Nepal. “Errore umano, non è figlia di nessuno dei 2”. E la coppia gay restituisce la bambina nata da utero in affitto

utero in affittoErrore umano. E così una neonata diventa praticamente un pacco postale finito all’indirizzo sbagliato. Consegnata e restituita da chi l’aveva ordinata, dopo essere uscita dalla catena di produzione biologica. Questa, in sintesi, la drammatica disavventura di una bambina messa al mondo da una madre surrogata in Nepal, su commissione di una coppia omosessuale israeliana.

A inizio gennaio, i due uomini hanno infatti scoperto che la “loro” figlia, ottenuta grazie alla maternità surrogata, non era biologicamente figlia di nessuno dei due. Quindi non poteva essere registrata all’anagrafe. A rivelare l’errore sono stati i test genetici che la legge israeliana impone a chi ricorre alla procreazione tramite utero in affitto per dimostrare il legame genetico con il bambino. Alla fine, la bambina è stata letteralmente riconsegnata, proprio come un prodotto difettoso.

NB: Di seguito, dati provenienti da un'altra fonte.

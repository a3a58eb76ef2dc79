//! Camera calibration: fixed pinhole intrinsics and the camera-to-base extrinsic

use std::thread;
use std::time::{Duration, Instant};

use nalgebra::{Isometry3, Matrix3, Point3};
use tracing::{debug, info};

use crate::error::{CoreError, Result};

const LOOKUP_POLL: Duration = Duration::from_millis(10);

/// Pinhole camera model.
#[derive(Debug, Clone, Copy, PartialEq)]
pub struct CameraIntrinsics {
    pub fx: f64,
    pub fy: f64,
    pub cx: f64,
    pub cy: f64,
}

impl Default for CameraIntrinsics {
    /// Factory calibration of the color stream at 640x480.
    fn default() -> Self {
        CameraIntrinsics {
            fx: 609.960_083_007_812_5,
            fy: 609.995_544_433_593_8,
            cx: 336.724_822_998_046_9,
            cy: 249.562_713_623_046_88,
        }
    }
}

impl CameraIntrinsics {
    pub fn matrix(&self) -> Matrix3<f64> {
        Matrix3::new(
            self.fx, 0.0, self.cx, //
            0.0, self.fy, self.cy, //
            0.0, 0.0, 1.0,
        )
    }

    /// Back-project pixel (u, v) at depth `z` into the camera optical frame.
    pub fn deproject(&self, u: f64, v: f64, z: f64) -> Point3<f64> {
        // X = (u - cx) / fx * z, Y = (v - cy) / fy * z
        Point3::new((u - self.cx) / self.fx * z, (v - self.cy) / self.fy * z, z)
    }
}

/// Source of frame transforms, e.g. a transform tree listener.
pub trait TransformLookup: Send {
    /// The transform mapping points in `source` into `target`, if known yet.
    fn try_lookup(&self, target: &str, source: &str) -> Option<Isometry3<f64>>;
}

/// Extrinsic and intrinsic calibration, fixed after startup.
#[derive(Debug, Clone, PartialEq)]
pub struct CalibrationTransform {
    /// Maps camera optical frame points into the robot base frame.
    pub extrinsic: Isometry3<f64>,
    pub intrinsic: CameraIntrinsics,
}

impl CalibrationTransform {
    pub fn new(extrinsic: Isometry3<f64>, intrinsic: CameraIntrinsics) -> Self {
        CalibrationTransform {
            extrinsic,
            intrinsic,
        }
    }

    /// Poll `lookup` for the `camera_frame` to `base_frame` transform until it
    /// appears or `timeout` elapses. Timing out is a startup failure.
    pub fn resolve(
        lookup: &dyn TransformLookup,
        base_frame: &str,
        camera_frame: &str,
        intrinsic: CameraIntrinsics,
        timeout: Duration,
    ) -> Result<Self> {
        let started = Instant::now();
        loop {
            if let Some(extrinsic) = lookup.try_lookup(base_frame, camera_frame) {
                info!("camera intrinsic: {:?}", intrinsic.matrix());
                info!(
                    "camera-to-base extrinsic: xyz {:?}, quaternion {:?}",
                    extrinsic.translation.vector,
                    extrinsic.rotation.coords
                );
                return Ok(CalibrationTransform::new(extrinsic, intrinsic));
            }
            let waited = started.elapsed();
            if waited >= timeout {
                return Err(CoreError::CalibrationTimeout {
                    target: base_frame.to_string(),
                    source_frame: camera_frame.to_string(),
                    waited,
                });
            }
            debug!(?waited, "waiting for camera transform");
            thread::sleep(LOOKUP_POLL.min(timeout - waited));
        }
    }

    pub fn camera_to_base(&self, point: &Point3<f64>) -> Point3<f64> {
        self.extrinsic.transform_point(point)
    }
}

Immediate le scuse e le giustificazioni dell’agenzia a cui la coppia gay si era rivolta. “L’inchiesta che abbiamo condotto – ha scritto la Tammuz International Surrogacyha rivelato un raro errore umano in un laboratorio del Nepal, ma vogliamo assicurare che Tammuz lavora con personale specializzato nel campo della surrogacy e che ha aiutato centinaia di famiglie a coronare il sogno della genitorialità. “Ritenta, sarai più fortunato”, sembra essere il senso del messaggio, rivolto alla coppia che quel sogno, o meglio quella pretesa di avere un figlio, proprio non sono riusciti ancora a realizzarla.

Sono questi, dunque, i rischi della maternità surrogata. Soprattutto in quei Paesi low-cost, dove le donne, pur di guadagnare poche migliaia di euro che permettono loro la sussistenza, sono disposte ad affittare il proprio corpo e partorire figli per conto terzi. In Nepal puoi portarti a casa un bambino così.

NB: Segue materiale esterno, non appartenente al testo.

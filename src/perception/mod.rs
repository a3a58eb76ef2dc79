//! Perception module: target pose derivation from detections
pub mod calibration;
pub mod centroid;
pub mod orientation;

use nalgebra::{Point3, UnitQuaternion, Vector3};
use tracing::info;

use self::calibration::CalibrationTransform;
use self::centroid::CentroidEstimator;
use self::orientation::OrientationEstimator;
use crate::common::{pose_from_parts, BoundingBox, DepthImage, Pose};
use crate::error::Result;

/// A resolved grasp or release target in the base frame.
#[derive(Debug, Clone, Copy, PartialEq)]
pub struct ResolvedTarget {
    pub camera_xyz: Point3<f64>,
    pub target_xyz: Point3<f64>,
    pub orientation: UnitQuaternion<f64>,
}

impl ResolvedTarget {
    pub fn pose(&self) -> Pose {
        pose_from_parts(self.target_xyz.coords, self.orientation)
    }

    /// The same target shifted by `dz` along the base z axis.
    pub fn raised(&self, dz: f64) -> Self {
        ResolvedTarget {
            target_xyz: self.target_xyz + Vector3::new(0.0, 0.0, dz),
            ..*self
        }
    }
}

/// Computes target poses from perception output and calibration.
pub struct PoseResolver {
    centroid: Box<dyn CentroidEstimator>,
    orientation: Box<dyn OrientationEstimator>,
    /// Degrees per rotation class.
    rotation_unit_angle: f64,
}

impl PoseResolver {
    pub fn new(
        centroid: Box<dyn CentroidEstimator>,
        orientation: Box<dyn OrientationEstimator>,
        rotation_unit_angle: f64,
    ) -> Self {
        PoseResolver {
            centroid,
            orientation,
            rotation_unit_angle,
        }
    }

    /// Resolve the target for a detection. The orientation is `reference`
    /// rotated by `rotation_class * rotation_unit_angle`.
    pub fn resolve(
        &self,
        depth: &DepthImage,
        bbox: &BoundingBox,
        rotation_class: u32,
        calibration: &CalibrationTransform,
        reference: &UnitQuaternion<f64>,
    ) -> Result<ResolvedTarget> {
        let centroid = self.centroid.estimate(depth, bbox, calibration)?;
        let angle = rotation_class as f64 * self.rotation_unit_angle;
        let orientation = self.orientation.orient(reference, angle);
        info!(
            camera_xyz = ?centroid.camera_xyz,
            target_xyz = ?centroid.base_xyz,
            angle,
            "resolved target"
        );
        Ok(ResolvedTarget {
            camera_xyz: centroid.camera_xyz,
            target_xyz: centroid.base_xyz,
            orientation,
        })
    }
}

#[cfg(test)]
mod tests {
    use super::*;
    use crate::perception::calibration::CameraIntrinsics;
    use crate::perception::orientation::YawRotation;
    use crate::sim::{default_extrinsic, default_home_pose, FixedCentroid};
    use approx::assert_relative_eq;

    fn resolver() -> PoseResolver {
        PoseResolver::new(
            Box::new(FixedCentroid(Point3::new(0.3, 0.0, 0.05))),
            Box::new(YawRotation),
            10.0,
        )
    }

    fn resolve(rotation_class: u32) -> ResolvedTarget {
        let calibration =
            CalibrationTransform::new(default_extrinsic(), CameraIntrinsics::default());
        resolver()
            .resolve(
                &DepthImage::filled(4, 4, 0.7),
                &BoundingBox::new(0, 0, 4, 4),
                rotation_class,
                &calibration,
                &default_home_pose().rotation,
            )
            .unwrap()
    }

    #[test]
    fn test_rotation_class_zero_keeps_reference() {
        let target = resolve(0);
        assert_eq!(target.orientation, default_home_pose().rotation);
        assert_relative_eq!(target.target_xyz, Point3::new(0.3, 0.0, 0.05));
    }

    #[test]
    fn test_rotation_class_is_quantized_yaw() {
        let reference = default_home_pose().rotation;
        for class in [1u32, 2, 9, 35] {
            let target = resolve(class);
            let delta = target.orientation * reference.inverse();
            let expected = (class as f64 * 10.0).to_radians();
            let wrapped = expected.min(2.0 * std::f64::consts::PI - expected);
            assert_relative_eq!(delta.angle(), wrapped, epsilon = 1e-9);
            let axis = delta.axis().unwrap();
            assert_relative_eq!(axis.z.abs(), 1.0, epsilon = 1e-9);
        }
    }

    #[test]
    fn test_raised_target_shifts_only_z() {
        let target = resolve(2);
        let raised = target.raised(0.08);
        assert_relative_eq!(raised.target_xyz, Point3::new(0.3, 0.0, 0.13), epsilon = 1e-12);
        assert_eq!(raised.orientation, target.orientation);
        assert_eq!(raised.camera_xyz, target.camera_xyz);
    }
}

Il business è venuto alla luce in modo particolare all’indomani del terremoto che ha sconvolto il Paese, tra aprile e maggio 2015. I bambini nati da maternità surrogata erano così tanto che proprio Israele dovette organizzare addirittura un ponte aereo per evacuarli tutti e portarli tra le braccia delle coppie gay che li avevano commissionati.

Ad agosto la Corte Suprema di Kathmandu era corsa ai ripari, decretando il blocco dei “servizi di procreazione” a favore di coppie straniere, impedendo così il trasferimento dei bebè già nati. Era la risposta a una petizione che denunciava lo sfruttamento delle donne povere.

Dal 2013 il Nepal è la meta preferita di coloro che vogliono avere un figlio prendendo in affitto un utero. Tra gli israeliani che ricorrono a questa pratica, sono prevalenti le coppie omosessuali perché Tel Aviv prevede che la gestazione per conto terzi sia permessa solo agli eterosessuali infertili. Nel 2014 il governo Nepalese ha stabilito di vietare alle donne nepalesi di prestarsi a tali pratiche, ma il mercato dei bambini su commissione è proseguito con le donne indiane o thailandesi che si recano in Nepal solo per fare un figlio.